Population ageing has a significant impact on the health care system. It leads to an increased demand for healthcare services, higher healthcare costs, and a shortage of healthcare professionals and long-term care facilities [2, 4]. It places a significant burden on healthcare systems and public finances [2, 4]. It is essential to develop strategies to address the impact of ageing on the healthcare system, which requires a deep understanding of the population. Therefore, epidemiological information on the health status of the population should be obtained to develop long-term plans and oral health policies [5].

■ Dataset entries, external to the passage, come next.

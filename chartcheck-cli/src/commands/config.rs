//! `chartcheck config` command handler

use std::io::Write;
use std::path::Path;

use serde::Serialize;
use tracing::info;

use chartcheck_core::HarnessConfig;

use crate::cli::{ConfigAction, ConfigArgs};
use crate::error::CliError;
use crate::output::{OutputWriter, Render};

const SECTIONS: &[&str] = &[
    "general", "images", "chart", "cluster", "wait", "cli", "suite", "driver",
];

const REDACTED: &str = "***REDACTED***";

/// Execute the `config` command.
///
/// `validate` re-reads the file strictly; `show` renders `effective`, the
/// configuration after env overrides and command-line flags.
pub async fn execute(
    args: ConfigArgs,
    config_path: &Path,
    effective: Result<HarnessConfig, CliError>,
    writer: &OutputWriter,
) -> Result<(), CliError> {
    match args.action {
        ConfigAction::Validate => execute_validate(config_path, writer).await,
        ConfigAction::Show { section } => {
            execute_show(config_path, effective?, section, writer)
        }
    }
}

/// Load and validate the configuration file, reporting any errors.
///
/// # Errors
///
/// Returns `CliError::Config` if the file is missing, malformed or invalid.
async fn execute_validate(config_path: &Path, writer: &OutputWriter) -> Result<(), CliError> {
    info!(path = %config_path.display(), "validating configuration");

    let report = match HarnessConfig::load(config_path).await {
        Ok(_) => ConfigValidationReport {
            source: config_path.display().to_string(),
            valid: true,
            errors: Vec::new(),
        },
        Err(e) => ConfigValidationReport {
            source: config_path.display().to_string(),
            valid: false,
            errors: vec![e.to_string()],
        },
    };

    writer.render(&report)?;

    if !report.valid {
        return Err(CliError::Config("configuration is invalid".to_owned()));
    }
    Ok(())
}

fn execute_show(
    config_path: &Path,
    mut config: HarnessConfig,
    section: Option<String>,
    writer: &OutputWriter,
) -> Result<(), CliError> {
    redact_credentials(&mut config);
    let report = build_report(config_path, &config, section)?;
    writer.render(&report)?;
    Ok(())
}

/// Serialize the whole configuration or one section of it.
pub fn build_report(
    config_path: &Path,
    config: &HarnessConfig,
    section: Option<String>,
) -> Result<ConfigReport, CliError> {
    let config_toml = match section.as_deref() {
        None => to_toml(config),
        Some("general") => to_toml(&config.general),
        Some("images") => to_toml(&config.images),
        Some("chart") => to_toml(&config.chart),
        Some("cluster") => to_toml(&config.cluster),
        Some("wait") => to_toml(&config.wait),
        Some("cli") => to_toml(&config.cli),
        Some("suite") => to_toml(&config.suite),
        Some("driver") => to_toml(&config.driver),
        Some(other) => {
            return Err(CliError::Command(format!(
                "unknown section: {} (expected: {})",
                other,
                SECTIONS.join(", ")
            )));
        }
    };

    Ok(ConfigReport {
        source: config_path.display().to_string(),
        section,
        config_toml,
    })
}

fn to_toml<T: Serialize>(value: &T) -> String {
    toml::to_string_pretty(value).unwrap_or_else(|e| format!("(serialization error: {})", e))
}

/// Hide the `anchore-cli` password.
fn redact_credentials(config: &mut HarnessConfig) {
    if !config.cli.password.is_empty() {
        config.cli.password = REDACTED.to_owned();
    }
}

/// Configuration display report.
///
/// `config_toml` is only used for text rendering.
#[derive(Debug, Serialize)]
pub struct ConfigReport {
    pub source: String,
    #[serde(skip_serializing_if = "Option::is_none")]
    pub section: Option<String>,
    #[serde(skip)]
    pub config_toml: String,
}

impl Render for ConfigReport {
    fn render_text(&self, w: &mut dyn Write) -> std::io::Result<()> {
        match &self.section {
            Some(section) => {
                writeln!(w, "Configuration [{}] (source: {})", section, self.source)?
            }
            None => writeln!(w, "Configuration (source: {})", self.source)?,
        }
        writeln!(w)?;
        write!(w, "{}", self.config_toml)?;
        Ok(())
    }
}

/// Configuration validation report.
#[derive(Debug, Serialize)]
pub struct ConfigValidationReport {
    pub source: String,
    pub valid: bool,
    /// Empty if valid.
    pub errors: Vec<String>,
}

impl Render for ConfigValidationReport {
    fn render_text(&self, w: &mut dyn Write) -> std::io::Result<()> {
        writeln!(w, "Config Validation: {}", self.source)?;
        if self.valid {
            writeln!(w, "  Result: VALID")?;
        } else {
            writeln!(w, "  Result: INVALID")?;
            for err in &self.errors {
                writeln!(w, "  Error: {}", err)?;
            }
        }
        Ok(())
    }
}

Oral diseases have a detrimental impact on both the oral and general health of older adults, significantly compromising their quality of life [6, 7]. Good oral health is essential for the ability to taste, chew, and swallow, making it crucial for the overall well-being of older individuals [6, 8, 9]. Oral diseases can cause pain and anxiety, hinder chewing and eating abilities, impede nutritional intake, and pose a threat to the general health of older adults [4, 6, 7].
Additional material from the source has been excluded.